Late last month, ProPublica reported that the California man accused of killing a gay and Jewish University of Pennsylvania student was an avowed neo-Nazi and a member of Atomwaffen Division, one of the country’s most notorious extremist groups.
The news about the murder suspect, Samuel Woodward, spread quickly throughout the U.S., and abroad. Woodward was accused of fatally stabbing 19-year-old Blaze Bernstein and burying his body in an Orange County park.
The report, it turns out, was also taken up in the secretive online chats conducted by members of Atomwaffen Division, a white supremacist group that celebrates both Hitler and Charles Manson.
“I love this,” one member wrote of the killing, according to copies of the online chats obtained by ProPublica. Another called Woodward a “one man gay Jew wrecking crew.”
More soon joined in.
“What I really want to know is who leaked that shit about Sam to the media,” a third member wrote.
At least one member wanted to punish the person who had revealed Woodward’s affiliation with Atomwaffen.
“Rats and traitors get the rope first.”
Encrypted chat logs obtained by ProPublica — some 250,000 messages spanning more than six months — offer a rare window into Atomwaffen Division that goes well beyond what has surfaced elsewhere about a group whose members have been implicated in a string of violent crimes. Like many white supremacist organizations, Atomwaffen Division uses Discord, an online chat service designed for video gamers, to engage in its confidential online discussions.
In a matter of months, people associated with the group, including Woodward, have been charged in five murders; another group member pleaded guilty to possession of explosives after authorities uncovered a possible plot to blow up a nuclear facility near Miami.
The group’s propaganda makes clear that Atomwaffen — the word means “nuclear weapons” in German — embraces Third Reich ideology and preaches hatred of minorities, gays and Jews. Atomwaffen produces YouTube videos showing members firing weapons and has filmed members burning the U.S. Constitution and setting fire to the American flag. But the organization, by and large, cloaks its operations in secrecy and bars members from speaking to the media.
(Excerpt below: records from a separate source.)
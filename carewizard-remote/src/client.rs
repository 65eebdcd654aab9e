//! REST client for the clinic backend.

use carewizard_core::{
    ApiFailure, ClinicApi, CreatedEntity, DoctorSummary, FlowKind, SubmissionRequest, WizardMode,
};
use reqwest::{Client, Method};
use serde_json::Value;

use crate::error::{RemoteError, Result};

/// Method and path of one backend call.
#[derive(Debug, Clone, PartialEq, Eq)]
pub struct Route {
    pub method: Method,
    pub path: String,
}

impl Route {
    fn new(method: Method, path: impl Into<String>) -> Self {
        Self {
            method,
            path: path.into(),
        }
    }
}

fn collection(kind: FlowKind) -> &'static str {
    match kind {
        FlowKind::PatientRegistration => "/patients",
        FlowKind::DoctorRegistration => "/doctors",
        FlowKind::AppointmentBooking => "/appointments",
        FlowKind::PasswordChange => "/auth/change-password",
    }
}

/// Create is a POST to the collection, update a PUT to the member.
pub fn submit_route(request: &SubmissionRequest) -> Result<Route> {
    let kind = request.kind;
    match request.mode {
        WizardMode::Create => Ok(Route::new(Method::POST, collection(kind))),
        WizardMode::Edit => {
            if !kind.supports_edit() {
                return Err(RemoteError::Unsupported(kind));
            }
            let id = request
                .entity_id
                .as_deref()
                .filter(|id| !id.trim().is_empty())
                .ok_or(RemoteError::MissingEntityId(kind))?;
            Ok(Route::new(
                Method::PUT,
                format!("{}/{}", collection(kind), urlencoding::encode(id)),
            ))
        }
    }
}

pub fn entity_route(kind: FlowKind, id: &str) -> Result<Route> {
    if !kind.supports_edit() {
        return Err(RemoteError::Unsupported(kind));
    }
    Ok(Route::new(
        Method::GET,
        format!("{}/{}", collection(kind), urlencoding::encode(id)),
    ))
}

/// Best-effort human message from an error body.
pub fn failure_message(body: &Value) -> Option<String> {
    ["/message", "/error/message", "/error", "/detail"]
        .iter()
        .find_map(|pointer| body.pointer(pointer).and_then(Value::as_str))
        .or_else(|| body.as_str())
        .map(str::trim)
        .filter(|m| !m.is_empty())
        .map(str::to_string)
}

/// Unwrap a `{ "data": ... }` envelope when present.
fn unwrap_data(body: Value) -> Value {
    match body {
        Value::Object(mut map) if map.get("data").is_some_and(|d| d.is_object() || d.is_array()) => {
            map.remove("data").unwrap_or(Value::Null)
        }
        other => other,
    }
}

pub struct HttpClinicApi {
    base_url: String,
    token: Option<String>,
    client: Client,
}

impl HttpClinicApi {
    pub fn new(base_url: &str, token: Option<String>) -> Result<Self> {
        let base_url = base_url.trim().trim_end_matches('/');
        if !(base_url.starts_with("http://") || base_url.starts_with("https://")) {
            return Err(RemoteError::InvalidBaseUrl(base_url.to_string()));
        }

        let client = Client::builder().build()?;
        Ok(Self {
            base_url: base_url.to_string(),
            token: token.filter(|t| !t.trim().is_empty()),
            client,
        })
    }

    pub fn base_url(&self) -> &str {
        &self.base_url
    }

    async fn send(&self, route: &Route, body: Option<&Value>) -> std::result::Result<Value, ApiFailure> {
        let url = format!("{}{}", self.base_url, route.path);
        let mut request = self.client.request(route.method.clone(), &url);
        if let Some(token) = &self.token {
            request = request.bearer_auth(token);
        }
        if let Some(body) = body {
            request = request.json(body);
        }

        let response = request.send().await.map_err(|e| {
            tracing::warn!(url = %url, error = %e, "Clinic API unreachable");
            ApiFailure::network()
        })?;

        let status = response.status();
        let text = response.text().await.map_err(|e| {
            tracing::warn!(url = %url, error = %e, "Failed to read clinic API response");
            ApiFailure::network()
        })?;
        let body = if text.trim().is_empty() {
            Value::Null
        } else {
            serde_json::from_str(&text).unwrap_or(Value::String(text))
        };

        if !status.is_success() {
            tracing::warn!(
                method = %route.method,
                url = %url,
                status = %status,
                "Clinic API call failed"
            );
            return Err(ApiFailure::from_status(status.as_u16(), failure_message(&body)));
        }

        tracing::debug!(method = %route.method, url = %url, status = %status, "Clinic API call");
        Ok(body)
    }
}

impl ClinicApi for HttpClinicApi {
    async fn submit(
        &self,
        request: &SubmissionRequest,
    ) -> std::result::Result<CreatedEntity, ApiFailure> {
        let route = submit_route(request)?;
        let body = self.send(&route, Some(&request.payload)).await?;
        let created = CreatedEntity::from_response(body);
        tracing::info!(flow = %request.kind, entity_id = ?created.id, "Submission accepted");
        Ok(created)
    }

    async fn fetch_entity(&self, kind: FlowKind, id: &str) -> std::result::Result<Value, ApiFailure> {
        let route = entity_route(kind, id)?;
        let body = self.send(&route, None).await?;
        Ok(unwrap_data(body))
    }

    async fn list_doctors(&self) -> std::result::Result<Vec<DoctorSummary>, ApiFailure> {
        let route = Route::new(Method::GET, "/doctors");
        let body = unwrap_data(self.send(&route, None).await?);
        let rows = match &body {
            Value::Array(rows) => rows.as_slice(),
            Value::Object(map) => map
                .get("doctors")
                .and_then(Value::as_array)
                .map(Vec::as_slice)
                .unwrap_or_default(),
            _ => &[],
        };
        Ok(rows.iter().filter_map(DoctorSummary::from_entity).collect())
    }
}

#[cfg(test)]
mod tests {
    use super::*;
    use serde_json::json;

    fn request(kind: FlowKind, mode: WizardMode, entity_id: Option<&str>) -> SubmissionRequest {
        SubmissionRequest {
            kind,
            mode,
            entity_id: entity_id.map(str::to_string),
            payload: json!({}),
        }
    }

    #[test]
    fn test_submit_routes() {
        let route = submit_route(&request(FlowKind::PatientRegistration, WizardMode::Create, None)).unwrap();
        assert_eq!(route, Route::new(Method::POST, "/patients"));

        let route = submit_route(&request(FlowKind::DoctorRegistration, WizardMode::Edit, Some("d 1"))).unwrap();
        assert_eq!(route, Route::new(Method::PUT, "/doctors/d%201"));

        let route = submit_route(&request(FlowKind::PasswordChange, WizardMode::Create, None)).unwrap();
        assert_eq!(route.path, "/auth/change-password");

        assert!(matches!(
            submit_route(&request(FlowKind::PatientRegistration, WizardMode::Edit, None)),
            Err(RemoteError::MissingEntityId(_))
        ));
        assert!(matches!(
            entity_route(FlowKind::AppointmentBooking, "a-1"),
            Err(RemoteError::Unsupported(_))
        ));
    }

    #[test]
    fn test_failure_message_shapes() {
        assert_eq!(failure_message(&json!({"message": "Email taken"})).as_deref(), Some("Email taken"));
        assert_eq!(failure_message(&json!({"error": "Bad token"})).as_deref(), Some("Bad token"));
        assert_eq!(
            failure_message(&json!({"error": {"message": "Nested"}})).as_deref(),
            Some("Nested")
        );
        assert_eq!(failure_message(&json!("plain text")).as_deref(), Some("plain text"));
        assert_eq!(failure_message(&json!({"message": " "})), None);
        assert_eq!(failure_message(&Value::Null), None);
    }

    #[test]
    fn test_invalid_base_url() {
        assert!(matches!(
            HttpClinicApi::new("localhost:4000", None),
            Err(RemoteError::InvalidBaseUrl(_))
        ));
        let api = HttpClinicApi::new("http://localhost:4000/api/", Some(" ".into())).unwrap();
        assert_eq!(api.base_url(), "http://localhost:4000/api");
        assert!(api.token.is_none());
    }
}
//! Format predicates used by rule checks.

use chrono::{NaiveDate, NaiveTime};

const MIN_PASSWORD_LEN: usize = 8;

const MIN_IDENTIFIER_LEN: usize = 5;
const MAX_IDENTIFIER_LEN: usize = 20;

const LOCAL_PHONE_DIGITS: usize = 10;
const MAX_COUNTRY_CODE_DIGITS: usize = 3;

pub fn is_email(value: &str) -> bool {
    let value = value.trim();
    if value.chars().any(char::is_whitespace) {
        return false;
    }

    let Some((local, domain)) = value.split_once('@') else {
        return false;
    };
    if local.is_empty() || domain.contains('@') {
        return false;
    }

    let labels: Vec<&str> = domain.split('.').collect();
    labels.len() >= 2 && labels.iter().all(|label| !label.is_empty())
}

/// Ten local digits, optionally preceded by `+` and a country code.
/// Spaces, dashes and parentheses are ignored.
pub fn is_phone(value: &str) -> bool {
    let compact: String = value
        .trim()
        .chars()
        .filter(|c| !matches!(c, ' ' | '-' | '(' | ')'))
        .collect();

    match compact.strip_prefix('+') {
        Some(rest) => {
            rest.chars().all(|c| c.is_ascii_digit())
                && (LOCAL_PHONE_DIGITS + 1..=LOCAL_PHONE_DIGITS + MAX_COUNTRY_CODE_DIGITS)
                    .contains(&rest.len())
        }
        None => compact.len() == LOCAL_PHONE_DIGITS && compact.chars().all(|c| c.is_ascii_digit()),
    }
}

pub fn is_digits(value: &str, min: usize, max: usize) -> bool {
    let value = value.trim();
    (min..=max).contains(&value.len()) && value.chars().all(|c| c.is_ascii_digit())
}

/// Registration/license style identifiers: alphanumeric plus `-` and `/`.
pub fn is_identifier(value: &str) -> bool {
    let value = value.trim();
    (MIN_IDENTIFIER_LEN..=MAX_IDENTIFIER_LEN).contains(&value.len())
        && value
            .chars()
            .all(|c| c.is_ascii_alphanumeric() || c == '-' || c == '/')
}

pub fn parse_date(value: &str) -> Option<NaiveDate> {
    NaiveDate::parse_from_str(value.trim(), "%Y-%m-%d").ok()
}

pub fn parse_time(value: &str) -> Option<NaiveTime> {
    NaiveTime::parse_from_str(value.trim(), "%H:%M").ok()
}

pub fn is_strong_password(value: &str) -> bool {
    value.chars().count() >= MIN_PASSWORD_LEN
        && value.chars().any(|c| c.is_uppercase())
        && value.chars().any(|c| c.is_lowercase())
        && value.chars().any(|c| c.is_ascii_digit())
        && value.chars().any(|c| !c.is_alphanumeric() && !c.is_whitespace())
}

#[cfg(test)]
mod tests {
    use super::*;

    #[test]
    fn test_email() {
        assert!(is_email("asha@example.com"));
        assert!(is_email(" Asha.Rao@clinic.co.in "));
        assert!(!is_email("asha@example"));
        assert!(!is_email("@example.com"));
        assert!(!is_email("asha@@example.com"));
        assert!(!is_email("asha rao@example.com"));
        assert!(!is_email("asha@example..com"));
    }

    #[test]
    fn test_phone() {
        assert!(is_phone("9876543210"));
        assert!(is_phone("98765-43210"));
        assert!(is_phone("+91 98765 43210"));
        assert!(!is_phone("987654321"));
        assert!(!is_phone("+9876543210"));
        assert!(!is_phone("98765432ab"));
    }

    #[test]
    fn test_identifier() {
        assert!(is_identifier("MH-12345"));
        assert!(is_identifier("kmc/2019/778"));
        assert!(!is_identifier("A1"));
        assert!(!is_identifier("LIC 12345"));
    }

    #[test]
    fn test_dates_and_times() {
        assert!(parse_date("1990-01-01").is_some());
        assert!(parse_date("1990-13-01").is_none());
        assert!(parse_date("01/01/1990").is_none());
        assert!(parse_time("09:30").is_some());
        assert!(parse_time("25:00").is_none());
    }

    #[test]
    fn test_password_strength() {
        assert!(is_strong_password("Str0ng!pw"));
        assert!(!is_strong_password("Sh0rt!"));
        assert!(!is_strong_password("nouppercase1!"));
        assert!(!is_strong_password("NoDigits!!"));
        assert!(!is_strong_password("NoSymbol123"));
    }
}
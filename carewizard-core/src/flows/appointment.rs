use serde_json::Value;

use crate::error::Result;
use crate::fee::AppointmentType;
use crate::field::{FieldSpec, FieldValues};
use crate::payload::{PayloadContext, Section};
use crate::step::{DisplayMeta, StepCatalog, StepDescriptor};
use crate::validation::{rule, Check, RuleSet};

const DOCTOR: &[FieldSpec] = &[
    FieldSpec::text("doctorId"),
    FieldSpec::text("appointmentType"),
];

const SLOT: &[FieldSpec] = &[
    FieldSpec::text("appointmentDate"),
    FieldSpec::text("timeSlot"),
];

const DETAILS: &[FieldSpec] = &[
    FieldSpec::text("reason"),
    FieldSpec::list("symptoms"),
    FieldSpec::text("notes"),
];

pub fn catalog() -> Result<StepCatalog> {
    StepCatalog::new(vec![
        StepDescriptor::new(
            "doctor",
            DOCTOR,
            DisplayMeta {
                title: "Choose a Doctor",
                subtitle: "Doctor and type of visit",
                icon: "stethoscope",
            },
        ),
        StepDescriptor::new(
            "slot",
            SLOT,
            DisplayMeta {
                title: "Pick a Slot",
                subtitle: "Date and time of the appointment",
                icon: "clock",
            },
        ),
        StepDescriptor::new(
            "details",
            DETAILS,
            DisplayMeta {
                title: "Visit Details",
                subtitle: "Reason for the visit",
                icon: "clipboard",
            },
        ),
    ])
}

pub fn rules() -> RuleSet {
    RuleSet::new(
        "appointment",
        vec![
            rule("doctorId", Check::Required, "Please select a doctor"),
            rule("appointmentType", Check::Required, "Please select an appointment type"),
            rule(
                "appointmentType",
                Check::OneOf(AppointmentType::CODES),
                "Select a valid appointment type",
            ),
            rule("appointmentDate", Check::Required, "Please select a date"),
            rule(
                "appointmentDate",
                Check::FutureDate,
                "Appointment date cannot be in the past",
            ),
            rule("timeSlot", Check::Required, "Please select a time slot"),
            rule("timeSlot", Check::Time, "Time slot must be in HH:MM format"),
            rule("reason", Check::Required, "Reason for visit is required"),
            rule("reason", Check::MinLength(10), "Please describe the reason in at least 10 characters"),
            rule("reason", Check::MaxLength(500), "Reason cannot exceed 500 characters"),
            rule("notes", Check::MaxLength(1000), "Notes cannot exceed 1000 characters"),
        ],
    )
}

pub fn to_payload(values: &FieldValues, context: &PayloadContext<'_>) -> Value {
    let mut payload = Section::new();
    if let Some(patient_id) = context.precondition {
        payload = payload.text("patientId", patient_id);
    }

    payload
        .text("doctorId", values.text("doctorId"))
        .text("appointmentType", values.text("appointmentType"))
        .text("appointmentDate", values.text("appointmentDate"))
        .text("timeSlot", values.text("timeSlot"))
        .text("reason", values.text("reason"))
        .list("symptoms", values.list("symptoms"))
        .text("notes", values.text("notes"))
        .number("fee", context.fee.unwrap_or(0.0))
        .into_value()
}

#[cfg(test)]
mod tests {
    use super::*;
    use crate::field::{FieldStore, FieldValue};
    use crate::flows::WizardMode;
    use crate::validation::StepValidator;
    use chrono::NaiveDate;

    fn today() -> NaiveDate {
        NaiveDate::from_ymd_opt(2026, 10, 19).unwrap()
    }

    fn booking() -> FieldStore {
        let mut store = FieldStore::new(catalog().unwrap().schema());
        for (key, value) in [
            ("doctorId", "d-1"),
            ("appointmentType", "consultation"),
            ("appointmentDate", "2026-10-21"),
            ("timeSlot", "10:30"),
            ("reason", "Recurring chest pain after exercise"),
        ] {
            store.set_field(key, FieldValue::text(value)).unwrap();
        }
        store
    }

    #[test]
    fn test_booking_validates() {
        let catalog = catalog().unwrap();
        let rules = rules();
        let validator = StepValidator::new(&catalog, &rules, today());
        assert!(validator.first_invalid(booking().values()).unwrap().is_none());
    }

    #[test]
    fn test_past_date_and_bad_time_rejected() {
        let catalog = catalog().unwrap();
        let rules = rules();
        let validator = StepValidator::new(&catalog, &rules, today());
        let mut store = booking();
        store.set_field("appointmentDate", FieldValue::text("2026-10-01")).unwrap();
        store.set_field("timeSlot", FieldValue::text("10.30am")).unwrap();

        let result = validator.validate_step("slot", store.values()).unwrap();
        assert_eq!(result.errors.len(), 2);
    }

    #[test]
    fn test_payload_carries_patient_and_fee() {
        let context = PayloadContext {
            mode: WizardMode::Create,
            precondition: Some("p-42"),
            fee: Some(800.0),
        };
        let payload = to_payload(booking().values(), &context);
        assert_eq!(payload["patientId"], "p-42");
        assert_eq!(payload["fee"], 800);
        assert_eq!(payload["timeSlot"], "10:30");
        assert!(payload.get("symptoms").is_none());
        assert!(payload.get("notes").is_none());
    }
}
//! Doctor dashboard derivations over posted rows.

use axum::response::Json;
use carewizard_core::dashboard::{
    self, Review, ReviewPage, ReviewQuery, RosterEntry, RosterPage, RosterQuery,
};
use chrono::{Local, NaiveDate};
use serde::Deserialize;

#[derive(Debug, Deserialize)]
#[serde(rename_all = "camelCase")]
pub struct RosterRequest {
    pub patients: Vec<RosterEntry>,
    #[serde(default)]
    pub query: RosterQuery,
    /// Reference date for "upcoming" and "new this month"; defaults to today.
    pub today: Option<NaiveDate>,
}

#[derive(Debug, Deserialize)]
pub struct ReviewsRequest {
    pub reviews: Vec<Review>,
    #[serde(default)]
    pub query: ReviewQuery,
}

/// POST /dashboard/patients
pub async fn my_patients(Json(request): Json<RosterRequest>) -> Json<RosterPage> {
    let today = request.today.unwrap_or_else(|| Local::now().date_naive());
    Json(dashboard::my_patients(&request.patients, &request.query, today))
}

/// POST /dashboard/reviews
pub async fn reviews(Json(request): Json<ReviewsRequest>) -> Json<ReviewPage> {
    Json(dashboard::review_dashboard(&request.reviews, &request.query))
}
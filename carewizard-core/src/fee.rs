//! Doctor reference data and the consultation fee shown during booking.

use serde::{Deserialize, Serialize};
use serde_json::Value;

use crate::flows::{number_at, text_at};

#[derive(Debug, Clone, Copy, PartialEq, Eq, Serialize, Deserialize)]
#[serde(rename_all = "kebab-case")]
pub enum AppointmentType {
    Consultation,
    FollowUp,
    Emergency,
}

impl AppointmentType {
    pub const CODES: &'static [&'static str] = &["consultation", "follow-up", "emergency"];

    pub fn parse(code: &str) -> Option<Self> {
        match code.trim() {
            "consultation" => Some(AppointmentType::Consultation),
            "follow-up" => Some(AppointmentType::FollowUp),
            "emergency" => Some(AppointmentType::Emergency),
            _ => None,
        }
    }

    pub fn as_str(&self) -> &'static str {
        match self {
            AppointmentType::Consultation => "consultation",
            AppointmentType::FollowUp => "follow-up",
            AppointmentType::Emergency => "emergency",
        }
    }
}

#[derive(Debug, Clone, Default, PartialEq, Serialize, Deserialize)]
#[serde(rename_all = "camelCase")]
pub struct FeeSchedule {
    pub consultation: f64,
    #[serde(default, skip_serializing_if = "Option::is_none")]
    pub follow_up: Option<f64>,
    #[serde(default, skip_serializing_if = "Option::is_none")]
    pub emergency: Option<f64>,
}

impl FeeSchedule {
    /// Follow-up and emergency fall back to the consultation fee when the
    /// doctor has not set them.
    pub fn fee_for(&self, appointment_type: AppointmentType) -> f64 {
        match appointment_type {
            AppointmentType::Consultation => self.consultation,
            AppointmentType::FollowUp => self.follow_up.unwrap_or(self.consultation),
            AppointmentType::Emergency => self.emergency.unwrap_or(self.consultation),
        }
    }
}

#[derive(Debug, Clone, PartialEq, Serialize, Deserialize)]
#[serde(rename_all = "camelCase")]
pub struct DoctorSummary {
    pub id: String,
    pub name: String,
    #[serde(default)]
    pub specialization: String,
    #[serde(default)]
    pub fees: FeeSchedule,
}

impl DoctorSummary {
    /// Read a doctor entity as returned by the clinic API. Accepts both the
    /// nested registration shape and a flat listing shape.
    pub fn from_entity(entity: &Value) -> Option<Self> {
        let id = [text_at(entity, "/_id"), text_at(entity, "/id")]
            .into_iter()
            .find(|id| !id.is_empty())?;

        let first = text_at(entity, "/personalInfo/firstName");
        let last = text_at(entity, "/personalInfo/lastName");
        let name = match (first.is_empty(), last.is_empty()) {
            (true, true) => text_at(entity, "/name"),
            _ => format!("{} {}", first, last).trim().to_string(),
        };

        let specialization = match text_at(entity, "/professionalInfo/specialization") {
            s if s.is_empty() => text_at(entity, "/specialization"),
            s => s,
        };

        let optional = |pointer: &str| Some(number_at(entity, pointer)).filter(|fee| *fee > 0.0);
        let fees = FeeSchedule {
            consultation: optional("/fees/consultation")
                .or_else(|| optional("/consultationFee"))
                .unwrap_or(0.0),
            follow_up: optional("/fees/followUp").or_else(|| optional("/followUpFee")),
            emergency: optional("/fees/emergency").or_else(|| optional("/emergencyFee")),
        };

        Some(Self {
            id,
            name,
            specialization,
            fees,
        })
    }
}

#[derive(Debug, Clone, Default, PartialEq, Serialize)]
#[serde(transparent)]
pub struct DoctorDirectory {
    doctors: Vec<DoctorSummary>,
}

impl DoctorDirectory {
    pub fn new(doctors: Vec<DoctorSummary>) -> Self {
        Self { doctors }
    }

    pub fn doctors(&self) -> &[DoctorSummary] {
        &self.doctors
    }

    pub fn len(&self) -> usize {
        self.doctors.len()
    }

    pub fn is_empty(&self) -> bool {
        self.doctors.is_empty()
    }

    pub fn get(&self, doctor_id: &str) -> Option<&DoctorSummary> {
        self.doctors.iter().find(|d| d.id == doctor_id)
    }

    /// `None` until both a known doctor and a known appointment type are
    /// selected.
    pub fn fee_for(&self, doctor_id: &str, appointment_type: &str) -> Option<f64> {
        let doctor = self.get(doctor_id.trim())?;
        let appointment_type = AppointmentType::parse(appointment_type)?;
        Some(doctor.fees.fee_for(appointment_type))
    }
}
The chat logs and other material obtained by ProPublica provide unusually extensive information about the group’s leaders, wider makeup, and potential targets, indicating:
The group may have as many as 20 cells around the country, small groups of indeterminate size in Texas, Virginia, Washington, Nevada and elsewhere. Members armed with assault rifles and other guns have taken part in weapons training in various locations over the last two years, including last month in the Nevada desert near Death Valley.
Members have discussed using explosives to cripple public water systems and destroy parts of the electrical power grid. One member even claimed to have obtained classified maps of the power grid in California. Throughout the chats, Atomwaffen members laud Timothy McVeigh, the former soldier who bombed the Alfred P. Murrah federal building in Oklahoma City in 1995, killing 168, including numerous children. Charleston church shooter Dylann Roof and Anders Breivik, the Norwegian extremist who massacred 77 people, also come in for praise.
Woodward posted several messages in the days after Bernstein’s murder, but before he was arrested and charged. In one thread, he told his fellow Atomwaffen members that he was thinking about the “passing of life” and was “truly grateful for our time together.”
Woodward, 20, has pleaded not guilty in the Bernstein case. Prosecutors have said they are exploring whether the murder constituted a hate crime and detectives are now investigating what role, if any, Atomwaffen might have played in the homicide. Woodward and Bernstein had known each other in high school in California, and appear to have reconnected somehow shortly before the killing.
Law enforcement, both federal and state, have said little about what they make of Atomwaffen. But organizations dedicated to tracking and studying hate groups have been calling attention to what they regard as the group’s considerable threat.
“We haven’t seen anything like Atomwaffen in quite a while,” said Keegan Hankes, a researcher who tracks the group for the Southern Poverty Law Center. “They should be taken seriously because they’re so extreme.”
Jeffrey Kaplan, a historian, has studied racial extremists for decades and edited the Encyclopedia of White Power. In an interview, he suggested that Atomwaffen is dangerous, but that talk in their propaganda and private conversations of aims such as toppling the U.S. government amounted to what he called a kind of “magical thinking.” Kaplan said such groups often contain a handful of diehards who are willing to commit crimes and many more wannabes who are unwilling to do much more than read fascist literature.